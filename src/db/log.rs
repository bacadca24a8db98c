use crate::errors::AppResult;
use chrono::Local;
use rusqlite::{Connection, params};

/// Write an internal log line into the `log` table.
pub fn ttlog(conn: &Connection, operation: &str, target: &str, message: &str) -> AppResult<()> {
    let now = Local::now().to_rfc3339();

    let mut stmt = conn.prepare_cached(
        "INSERT INTO log (date, operation, target, message)
         VALUES (?1, ?2, ?3, ?4)",
    )?;

    stmt.execute(params![now, operation, target, message])?;

    Ok(())
}

/// Row of the internal log, oldest first.
#[derive(Debug, Clone)]
pub struct LogRow {
    pub id: i64,
    pub date: String,
    pub operation: String,
    pub target: String,
    pub message: String,
}

pub fn load_log(conn: &Connection) -> AppResult<Vec<LogRow>> {
    let mut stmt = conn.prepare_cached(
        "SELECT id, date, operation, target, message FROM log ORDER BY id ASC",
    )?;

    let rows = stmt.query_map([], |row| {
        Ok(LogRow {
            id: row.get(0)?,
            date: row.get(1)?,
            operation: row.get(2)?,
            target: row.get::<_, Option<String>>(3)?.unwrap_or_default(),
            message: row.get(4)?,
        })
    })?;

    let mut out = Vec::new();
    for r in rows {
        out.push(r?);
    }
    Ok(out)
}

#[cfg(test)]
mod tests {
    use super::*;
    use crate::db::pool::DbPool;

    #[test]
    fn log_lines_are_kept_in_order() {
        let pool = DbPool::in_memory().unwrap();
        ttlog(&pool.conn, "login", "u1", "Logged in").unwrap();
        ttlog(&pool.conn, "clock-in", "rec-1", "Work day started").unwrap();

        let rows: Vec<_> = load_log(&pool.conn)
            .unwrap()
            .into_iter()
            .filter(|r| r.operation != "migration_applied")
            .collect();
        assert_eq!(rows.len(), 2);
        assert_eq!(rows[0].operation, "login");
        assert_eq!(rows[1].target, "rec-1");
    }
}
use crate::core::calendar::Period;
use crate::utils::time::date_arg;
use chrono::NaiveDate;
use clap::{Args, Parser, Subcommand};

/// Command-line interface definition for rTimeclock
/// Terminal client for the employee time-clock API
#[derive(Parser)]
#[command(
    name = "rtimeclock",
    version = env!("CARGO_PKG_VERSION"),
    about = "Clock in, take lunch and clock out against the time-clock server, and review your hours",
    long_about = None
)]
pub struct Cli {
    /// Override local store path (useful for tests or a custom store)
    #[arg(global = true, long = "db")]
    pub db: Option<String>,

    /// Override the API base URL from the configuration
    #[arg(global = true, long = "api-url", env = "RTIMECLOCK_API_URL")]
    pub api_url: Option<String>,

    /// Run in test mode (no config file update)
    #[arg(global = true, long = "test", hide = true)]
    pub test: bool,

    #[command(subcommand)]
    pub command: Commands,
}

/// Coordinates sent along with a clock action.
#[derive(Args, Debug, Clone, Copy, Default)]
pub struct LocationArgs {
    #[arg(long = "lat", requires = "lon", allow_negative_numbers = true, help = "Latitude in degrees")]
    pub lat: Option<f64>,

    #[arg(long = "lon", requires = "lat", allow_negative_numbers = true, help = "Longitude in degrees")]
    pub lon: Option<f64>,
}

#[derive(Subcommand)]
pub enum Commands {
    /// Initialize the local store and configuration
    Init,

    /// Manage the configuration file (view or edit)
    Config {
        #[arg(long = "print", help = "Print the current configuration")]
        print_config: bool,

        #[arg(
            long = "edit",
            help = "Edit the configuration file (default editor: $EDITOR, or nano/notepad)"
        )]
        edit_config: bool,

        #[arg(
            long = "editor",
            help = "Specify the editor to use (vim, nano, or custom path)"
        )]
        editor: Option<String>,
    },

    /// Sign in with CPF and password
    Login {
        #[arg(long, env = "RTIMECLOCK_CPF", help = "CPF, masked (123.456.789-01) or 11 digits")]
        cpf: String,

        #[arg(long, env = "RTIMECLOCK_PASSWORD", hide_env_values = true)]
        password: String,
    },

    /// Forget the local session
    Logout,

    /// Show the signed-in employee
    Whoami,

    /// Show today's record and the work timer
    Status {
        #[arg(long, help = "Keep the timer running on screen (Ctrl-C to stop)")]
        watch: bool,

        #[arg(
            long = "refresh",
            default_value_t = 60,
            value_parser = clap::value_parser!(u64).range(5..),
            help = "Seconds between server refreshes while watching"
        )]
        refresh: u64,
    },

    /// Start the work day
    In(LocationArgs),

    /// Start the lunch break
    LunchStart(LocationArgs),

    /// End the lunch break
    LunchEnd(LocationArgs),

    /// Finish the work day
    Out(LocationArgs),

    /// Hours report for a day, week, month or year
    Report {
        #[arg(long, short, value_enum, default_value = "month")]
        period: Period,

        #[arg(long, value_parser = date_arg, help = "Reference date (YYYY-MM-DD), default today")]
        date: Option<NaiveDate>,

        #[arg(long, conflicts_with = "prev", help = "Move one period forward (never past today)")]
        next: bool,

        #[arg(long, help = "Move one period back")]
        prev: bool,
    },

    /// Print the internal log table
    Log {
        #[arg(long = "print", help = "Print rows from the internal log table")]
        print: bool,
    },
}

#[cfg(test)]
mod tests {
    use super::*;

    #[test]
    fn clock_commands_take_negative_coordinates() {
        let cli = Cli::try_parse_from(["rtimeclock", "in", "--lat", "-18.91", "--lon", "-48.18"])
            .unwrap();
        match cli.command {
            Commands::In(loc) => {
                assert_eq!(loc.lat, Some(-18.91));
                assert_eq!(loc.lon, Some(-48.18));
            }
            _ => panic!("expected `in`"),
        }
    }

    #[test]
    fn lat_without_lon_is_rejected() {
        assert!(Cli::try_parse_from(["rtimeclock", "out", "--lat", "1.0"]).is_err());
    }

    #[test]
    fn report_defaults_to_month() {
        let cli = Cli::try_parse_from(["rtimeclock", "report"]).unwrap();
        match cli.command {
            Commands::Report { period, date, next, prev } => {
                assert_eq!(period, Period::Month);
                assert!(date.is_none() && !next && !prev);
            }
            _ => panic!("expected `report`"),
        }
    }

    #[test]
    fn next_and_prev_conflict() {
        assert!(Cli::try_parse_from(["rtimeclock", "report", "--next", "--prev"]).is_err());
    }
}
use crate::core::auth::AuthLogic;
use crate::core::context::AppContext;
use crate::errors::AppResult;
use crate::ui::messages::{info, success};

pub fn handle(ctx: &AppContext) -> AppResult<()> {
    if AuthLogic::logout(ctx)? {
        success("Logged out.");
    } else {
        info("No active session.");
    }
    Ok(())
}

■ YOUR OBJECTIVE: How many lines in the listing above contain "crate"? Give the number and nothing else.

■ WRITTEN RESPONSE: 8